Name of student/trainee:________________________________________________                  SSN: ___________________
Sponsoring Dept./Div.: _______________________________ Contact:______________                   Phone:_____________
Parent Institution:____________________________________ Contact:______________                  Phone:_____________
                                        University of Kansas Medical Center
                                     Registration Policy for Students or Trainees

Every person participating in any education or training program at the University of Kansas Medical Center must be
registered by the appropriate office on campus. Because of the unique mission of our institution, we have an
obligation to protect patients, employees, and visitors who come in contact with people engaged in education or
training programs. It is important that information about Medical Center policies and procedures be provided. Visiting
students/trainees will be held to the same standards to which we hold our own students, employees, faculty and staff.

COVERED STUDENTS/TRAINEES:
All students, clinical or non-clinical trainees, and visitors or observers of clinical practices or procedures must comply
with the registration policy whether or not university credit or certification is granted.
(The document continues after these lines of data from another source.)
//! Restart decisions and backoff for the display worker.

use oledlink_core::{RestartConfig, RestartPolicy};
use rand::Rng;
use std::time::Duration;

/// Whether an exit that `stop` did not request should trigger a restart.
pub fn wants_restart(policy: RestartPolicy, code: Option<i32>) -> bool {
    match policy {
        RestartPolicy::Never => false,
        RestartPolicy::OnFailure => code != Some(0),
        RestartPolicy::Always => true,
    }
}

/// Delay before restart number `attempt` (zero based): exponential, capped at
/// `max_backoff`, plus up to 10% jitter.
pub fn restart_delay(config: &RestartConfig, attempt: u32) -> Duration {
    let max = config.max_backoff();
    let base = config
        .initial_backoff()
        .saturating_mul(2u32.saturating_pow(attempt))
        .min(max);

    let jitter_ms = (base.as_millis() / 10) as u64;
    let jitter = if jitter_ms > 0 {
        Duration::from_millis(rand::thread_rng().gen_range(0..=jitter_ms))
    } else {
        Duration::ZERO
    };
    (base + jitter).min(max)
}
use crate::error::UnsentResult;
use crate::model::requests::{EmailCreate, EmailUpdate};
use crate::model::responses::{EmailBatchResponse, EmailIdResponse};
use crate::presentation::email::Email;
use async_trait::async_trait;

/// Interface for the `/emails` endpoints
#[async_trait]
pub trait EmailService: Send + Sync {
    /// Sends, or schedules, one email
    async fn send(&self, payload: &EmailCreate) -> UnsentResult<EmailIdResponse>;

    /// Sends several emails in one request
    async fn batch(&self, payload: &[EmailCreate]) -> UnsentResult<EmailBatchResponse>;

    /// Gets one email with its event history
    async fn get(&self, email_id: &str) -> UnsentResult<Email>;

    /// Reschedules a scheduled email
    async fn update(&self, email_id: &str, payload: &EmailUpdate) -> UnsentResult<EmailIdResponse>;

    /// Cancels a scheduled email
    async fn cancel(&self, email_id: &str) -> UnsentResult<EmailIdResponse>;
}
use std::env;
use unsent::prelude::*;

#[tokio::main]
async fn main() -> Result<(), Box<dyn std::error::Error>> {
    setup_logger();

    let book_id = env::var("UNSENT_CONTACT_BOOK_ID")?;
    let client = Client::from_env()?;

    let payload = ContactCreate::new("ada@example.com")
        .with_first_name("Ada")
        .with_last_name("Lovelace")
        .with_property("plan", "pro");
    let created = client.contacts().create(&book_id, &payload).await?;
    info!("Contact created: {}", created.contact_id);

    let contact = client.contacts().get(&book_id, &created.contact_id).await?;
    info!("Contact: {}", contact);

    let update = ContactUpdate {
        subscribed: Some(false),
        ..Default::default()
    };
    client
        .contacts()
        .update(&book_id, &created.contact_id, &update)
        .await?;

    let deleted = client
        .contacts()
        .delete(&book_id, &created.contact_id)
        .await?;
    info!("Contact deleted: {}", deleted.success);

    Ok(())
}
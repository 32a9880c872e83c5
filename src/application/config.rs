use crate::constants::{API_KEY_ENV, BASE_URL_ENV, DEFAULT_BASE_URL};
use crate::utils::config::{get_env_or_default, get_env_or_none};
use dotenv::dotenv;
use pretty_simple_display::{DebugPretty, DisplaySimple};
use serde::{Deserialize, Serialize};
use tracing::{debug, error};

#[derive(DebugPretty, DisplaySimple, Serialize, Deserialize, Clone, PartialEq, Eq, Default)]
/// Authentication credentials for the unsent API
pub struct Credentials {
    /// API key sent as a bearer token
    pub api_key: String,
}

#[derive(DebugPretty, DisplaySimple, Serialize, Deserialize, Clone, PartialEq, Eq)]
/// Configuration for the REST API
pub struct RestApiConfig {
    /// Base URL for the REST API, including the version prefix
    pub base_url: String,
}

impl Default for RestApiConfig {
    fn default() -> Self {
        Self {
            base_url: DEFAULT_BASE_URL.to_string(),
        }
    }
}

#[derive(DebugPretty, DisplaySimple, Serialize, Deserialize, Clone, PartialEq, Eq, Default)]
/// Main configuration for the unsent API client
///
/// `Default` leaves the key empty and points at the public endpoint without
/// touching the environment; use [`Config::new`] to read it.
pub struct Config {
    /// Authentication credentials
    pub credentials: Credentials,
    /// REST API configuration
    pub rest_api: RestApiConfig,
}

impl Config {
    /// Creates a configuration from the environment
    ///
    /// A `.env` file is loaded first when present. The API key comes from
    /// `UNSENT_API_KEY` and the base URL from `UNSENT_BASE_URL`, falling back
    /// to the public endpoint.
    pub fn new() -> Self {
        match dotenv() {
            Ok(_) => debug!("Successfully loaded .env file"),
            Err(e) => debug!("Failed to load .env file: {e}"),
        }

        let api_key = get_env_or_none::<String>(API_KEY_ENV).unwrap_or_default();
        if api_key.is_empty() {
            error!("{} not found in environment variables or .env file", API_KEY_ENV);
        }

        Config {
            credentials: Credentials { api_key },
            rest_api: RestApiConfig {
                base_url: get_env_or_default(BASE_URL_ENV, DEFAULT_BASE_URL.to_string()),
            },
        }
    }

    /// Creates a configuration for the given key and the default base URL,
    /// without reading the environment
    pub fn with_api_key(api_key: impl Into<String>) -> Self {
        Config {
            credentials: Credentials {
                api_key: api_key.into(),
            },
            rest_api: RestApiConfig::default(),
        }
    }

    /// Overrides the base URL, e.g. for a self-hosted instance
    #[must_use]
    pub fn with_base_url(mut self, base_url: impl Into<String>) -> Self {
        self.rest_api.base_url = base_url.into();
        self
    }

    /// Base URL without a trailing slash
    pub fn base_url(&self) -> &str {
        self.rest_api.base_url.trim_end_matches('/')
    }
}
DEPARTMENTS/DIVISIONS RESPONSIBLE FOR REGISTRATION:
Student Records and Registration: Every person participating in a program or course awarding academic credit
    or leading to a degree, diploma, or certificate from the University will register with the Director of Student
    Records and Registration.

Clinical/Academic Department: Every person not registered with either of the above two offices will be registered
    by the clinical or academic department approving the student/trainee’s presence at the University of Kansas
    Medical Center. This would include but is not limited to clinical trainees performing externships or clerkships,
    guest faculty/staff, or other visitors invited to observe or participate in any aspect of patient care.

The department will ensure completion of the Registration Information Checklist (Appendix A) on each
student/trainee. The checklist must be completed prior to the beginning of training. The checklist is the minimum
information required; therefore, the sponsoring department may request more information as deemed appropriate in
the individual situation. The student/trainee should carry a completed copy of the checklist with them in case
emergency medical services are required.

COMMUNICABLE DISEASES / IMMUNIZATIONS / TESTS
University of Kansas Medical Center requires that the student/trainee be free of any communicable diseases that may
be transmitted to fellow students, patients or employees. Details of required immunization status for Tuberculosis,
tetanus, Rubeola (measles), mumps, rubella, chickenpox and hepatitis B are found in Appendix A. Depending on the
immunization status of the student/trainee, the student/trainee may be given the appropriate immunizations by
Student Health or Occupational Health provided arrangements for payment are made or provided by their primary
care physician. If the student/trainee chooses to decline an immunization that is recommended, they must do so in
writing. Copies of the declinations can be signed in Occupational Health and will be kept with the student/trainee’s
paperwork in the Graduate Medical Education (GME) office.

USE OF UNIVERSITY OF KANSAS MEDICAL CENTER FACILITIES AND SERVICES:
Personal health care services may be provided by KUMC practitioners under guidelines and restrictions as identified
in the individual student/trainee’s personal medical insurance policy.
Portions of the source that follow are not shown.